[Dataset entries]
BEGIN

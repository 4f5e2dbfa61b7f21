//! Transient response of a lumped node.
//!
//! The response is split into a forward step, `theta = exp(-Bi * Fo)`, and a
//! decode step that maps `theta` back to an absolute temperature. Both accept
//! a single sample or an ordered series.

use std::fmt;

use thiserror::Error;
use uom::si::{
    f64::{Ratio, ThermodynamicTemperature, Time},
    ratio::ratio,
    temperature_interval::kelvin as delta_kelvin,
    time::second,
};

use crate::support::{
    constraint::{Constrained, UnitIntervalUpperOpen},
    units::TemperatureDifference,
};

use super::{
    BiotNumber, FourierNumber, Theta,
    coefficients::{DomainError, finite, positive},
};

/// Biot number above which a body can no longer be treated as isothermal.
pub const LUMPED_BIOT_LIMIT: f64 = 0.1;

/// Configuration for lumped response evaluation.
#[derive(Debug, Clone, Copy, PartialEq)]
pub struct ResponseConfig {
    /// Largest Biot number accepted without an [`AssumptionWarning`].
    pub biot_limit: Ratio,
}

impl Default for ResponseConfig {
    fn default() -> Self {
        Self {
            biot_limit: Ratio::new::<ratio>(LUMPED_BIOT_LIMIT),
        }
    }
}

/// The lumped-capacitance assumption does not hold for this body.
///
/// The response is still computed, but a temperature gradient inside the body
/// is no longer negligible and the result should be read as an estimate.
#[derive(Debug, Clone, Copy, PartialEq)]
pub struct AssumptionWarning {
    /// The Biot number that triggered the warning.
    pub biot: BiotNumber,

    /// The limit it exceeded.
    pub limit: Ratio,
}

impl fmt::Display for AssumptionWarning {
    fn fmt(&self, f: &mut fmt::Formatter<'_>) -> fmt::Result {
        write!(
            f,
            "Biot number {} exceeds the lumped-capacitance limit {}",
            self.biot.get::<ratio>(),
            self.limit.get::<ratio>(),
        )
    }
}

/// A single lumped response sample.
#[derive(Debug, Clone, Copy, PartialEq)]
pub struct Response {
    /// Dimensionless temperature at the requested Fourier number.
    pub theta: Theta,

    /// Set when the Biot number exceeds the configured limit.
    pub warning: Option<AssumptionWarning>,
}

/// A lumped response evaluated over an ordered series of Fourier numbers.
#[derive(Debug, Clone, PartialEq)]
pub struct SeriesResponse {
    /// Dimensionless temperatures, one per input sample, in input order.
    pub thetas: Vec<Theta>,

    /// Set when the Biot number exceeds the configured limit.
    ///
    /// The Biot number is shared by every sample, so this is reported once.
    pub warning: Option<AssumptionWarning>,
}

/// Errors from mapping an absolute temperature to `theta`.
#[derive(Debug, Clone, Copy, PartialEq, Error)]
pub enum ResponseError {
    /// Initial and ambient temperatures coincide, so `theta` is undefined.
    #[error("initial and ambient temperatures are equal, theta is undefined")]
    ZeroTemperatureDifference,
}

/// Checks the lumped-capacitance assumption for `biot`.
///
/// Emits a `tracing` warning carrying the Biot number when it is exceeded.
pub fn check_assumption(biot: BiotNumber, config: &ResponseConfig) -> Option<AssumptionWarning> {
    if biot.is_lumped(config.biot_limit) {
        return None;
    }

    let warning = AssumptionWarning {
        biot,
        limit: config.biot_limit,
    };
    tracing::warn!(
        biot = biot.get::<ratio>(),
        limit = config.biot_limit.get::<ratio>(),
        "lumped-capacitance assumption violated: {warning}"
    );
    Some(warning)
}

/// Dimensionless lumped-node response, `theta = exp(-Bi * Fo)`.
///
/// `theta(0) = 1` exactly and `theta` decays monotonically toward zero as the
/// Fourier number grows. Exceeding the Biot limit never fails the call; it is
/// logged and recorded in [`Response::warning`].
///
/// # Example
///
/// ```
/// use thermal_mass_models::support::lumped::{
///     BiotNumber, FourierNumber, ResponseConfig, lumped_node_response,
/// };
/// use uom::si::ratio::ratio;
///
/// let bi = BiotNumber::new(0.05).unwrap();
/// let config = ResponseConfig::default();
///
/// let start = lumped_node_response(bi, FourierNumber::new(0.0).unwrap(), &config);
/// assert_eq!(start.theta.get::<ratio>(), 1.0);
/// assert!(start.warning.is_none());
///
/// let later = lumped_node_response(bi, FourierNumber::new(20.0).unwrap(), &config);
/// assert!((later.theta.get::<ratio>() - (-1.0_f64).exp()).abs() < 1e-12);
/// ```
#[must_use]
pub fn lumped_node_response(
    biot: BiotNumber,
    fourier: FourierNumber,
    config: &ResponseConfig,
) -> Response {
    Response {
        theta: decay(biot, fourier),
        warning: check_assumption(biot, config),
    }
}

/// Lumped-node response over an ordered series of Fourier numbers.
///
/// The assumption check runs once for the whole series.
#[must_use]
pub fn lumped_node_series(
    biot: BiotNumber,
    fouriers: &[FourierNumber],
    config: &ResponseConfig,
) -> SeriesResponse {
    SeriesResponse {
        thetas: fouriers.iter().map(|&fo| decay(biot, fo)).collect(),
        warning: check_assumption(biot, config),
    }
}
//! Extensions to [`uom`].
//!
//! This crate uses [`uom`] for all physical units (e.g., temperature, area, density).
//! This module provides extensions that are useful for lumped thermal modeling
//! but aren't included in [`uom`].
//!
//! ## Temperature differences
//!
//! The [`TemperatureDifference`] trait provides a [`minus`](TemperatureDifference::minus) method
//! for subtracting one absolute temperature from another to get a temperature interval.
//! The dimensionless temperature of a lumped node is a ratio of two such intervals:
//!
//! ```
//! use uom::si::f64::ThermodynamicTemperature;
//! use uom::si::{temperature_interval::kelvin, thermodynamic_temperature::degree_celsius};
//! use thermal_mass_models::support::units::TemperatureDifference;
//!
//! let t = ThermodynamicTemperature::new::<degree_celsius>(40.0);
//! let t0 = ThermodynamicTemperature::new::<degree_celsius>(100.0);
//! let t_ext = ThermodynamicTemperature::new::<degree_celsius>(20.0);
//!
//! let theta = t.minus(t_ext).get::<kelvin>() / t0.minus(t_ext).get::<kelvin>();
//! assert!((theta - 0.25).abs() < 1e-12);
//! ```
//!
//! ## Thermal diffusivity
//!
//! [`ThermalDiffusivity`] names the m²/s quantity produced by `k / (rho * cp)`.

mod quantities;
mod temperature_difference;

pub use quantities::ThermalDiffusivity;
pub use temperature_difference::TemperatureDifference;
//! Functional helpers that derive lumped-node quantities from a [`Material`].
//!
//! Each function here delegates to the raw-parameter version in
//! [`coefficients`](super::coefficients) or [`response`](super::response),
//! pulling its arguments from an already validated body.

use uom::si::f64::{Length, ThermodynamicTemperature, Time};

use crate::support::units::ThermalDiffusivity;

use super::{
    AssumptionWarning, BiotNumber, DomainError, FourierNumber, Material, ResponseConfig, Theta,
    coefficients, response,
};

/// Characteristic length `V / A` of a body.
///
/// # Errors
///
/// Infallible for a validated [`Material`] in practice; the quotient is not
/// checked against the physical epsilon.
pub fn characteristic_length(material: &Material) -> Result<Length, DomainError> {
    coefficients::characteristic_length(material.volume(), material.area())
}

/// Thermal diffusivity `k / (rho * cp)` of a body.
///
/// # Errors
///
/// Infallible for a validated [`Material`] in practice, but the underlying
/// check is kept so a failure is reported rather than hidden.
pub fn diffusivity(material: &Material) -> Result<ThermalDiffusivity, DomainError> {
    coefficients::diffusivity(
        material.conductivity(),
        material.density(),
        material.specific_heat(),
    )
}

/// Biot number of a body.
///
/// # Errors
///
/// Returns a [`DomainError`] if the characteristic length underflows to zero.
pub fn biot_number(material: &Material) -> Result<BiotNumber, DomainError> {
    coefficients::biot_number(
        material.convective_coefficient(),
        characteristic_length(material)?,
        material.conductivity(),
    )
}

/// Fourier number of a body after `time`.
///
/// # Errors
///
/// Returns a [`DomainError`] if `time` is not finite.
pub fn fourier_number(material: &Material, time: Time) -> Result<FourierNumber, DomainError> {
    coefficients::fourier_number(diffusivity(material)?, characteristic_length(material)?, time)
}

/// Fourier numbers of a body for an ordered series of times.
///
/// # Errors
///
/// Returns the first [`DomainError`] encountered.
pub fn fourier_numbers(
    material: &Material,
    times: &[Time],
) -> Result<Vec<FourierNumber>, DomainError> {
    coefficients::fourier_numbers(diffusivity(material)?, characteristic_length(material)?, times)
}

/// Time constant `rho * V * cp / (hc * A)` of a body.
///
/// # Errors
///
/// Infallible for a validated [`Material`] in practice.
pub fn time_constant(material: &Material) -> Result<Time, DomainError> {
    coefficients::time_constant(
        material.density(),
        material.volume(),
        material.specific_heat(),
        material.convective_coefficient(),
        material.area(),
    )
}

/// Temperature history of a body released at `initial` into `ambient`.
///
/// Runs the full pipeline for every sample: Fourier number, dimensionless
/// response, and decoding back to an absolute temperature.
///
/// # Errors
///
/// Returns a [`DomainError`] if any time is not finite.
///
/// # Example
///
/// ```
/// use thermal_mass_models::support::lumped::{
///     Material, ResponseConfig, functional::transient_temperatures,
/// };
/// use uom::si::{
///     f64::{ThermodynamicTemperature, Time},
///     thermodynamic_temperature::degree_celsius,
///     time::hour,
/// };
///
/// let slab = Material::from_si(10.0, 2.0, 8.0, 1.4, 2300.0, 880.0).unwrap();
/// let times = [Time::new::<hour>(0.0), Time::new::<hour>(6.0)];
///
/// let transient = transient_temperatures(
///     &slab,
///     ThermodynamicTemperature::new::<degree_celsius>(30.0),
///     ThermodynamicTemperature::new::<degree_celsius>(10.0),
///     &times,
///     &ResponseConfig::default(),
/// )
/// .unwrap();
///
/// assert_eq!(transient.temperatures.len(), 2);
/// assert!(transient.warning.is_some());
/// ```
pub fn transient_temperatures(
    material: &Material,
    initial: ThermodynamicTemperature,
    ambient: ThermodynamicTemperature,
    times: &[Time],
    config: &ResponseConfig,
) -> Result<Transient, DomainError> {
    let fourier = fourier_numbers(material, times)?;
    let series = response::lumped_node_series(biot_number(material)?, &fourier, config);
    let temperatures = response::decode_temperatures(&series.thetas, initial, ambient);

    Ok(Transient {
        fourier,
        thetas: series.thetas,
        temperatures,
        warning: series.warning,
    })
}

/// Result of [`transient_temperatures`], with one entry per input time.
#[derive(Debug, Clone, PartialEq)]
pub struct Transient {
    pub fourier: Vec<FourierNumber>,
    pub thetas: Vec<Theta>,
    pub temperatures: Vec<ThermodynamicTemperature>,
    /// Set once for the whole history when the Biot number exceeds the limit.
    pub warning: Option<AssumptionWarning>,
}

END

TASK INSTRUCTIONS |
Which lines above include the word "over"? Show each one.

TASK OUTPUT |
/// A lumped response evaluated over an ordered series of Fourier numbers.
/// Lumped-node response over an ordered series of Fourier numbers.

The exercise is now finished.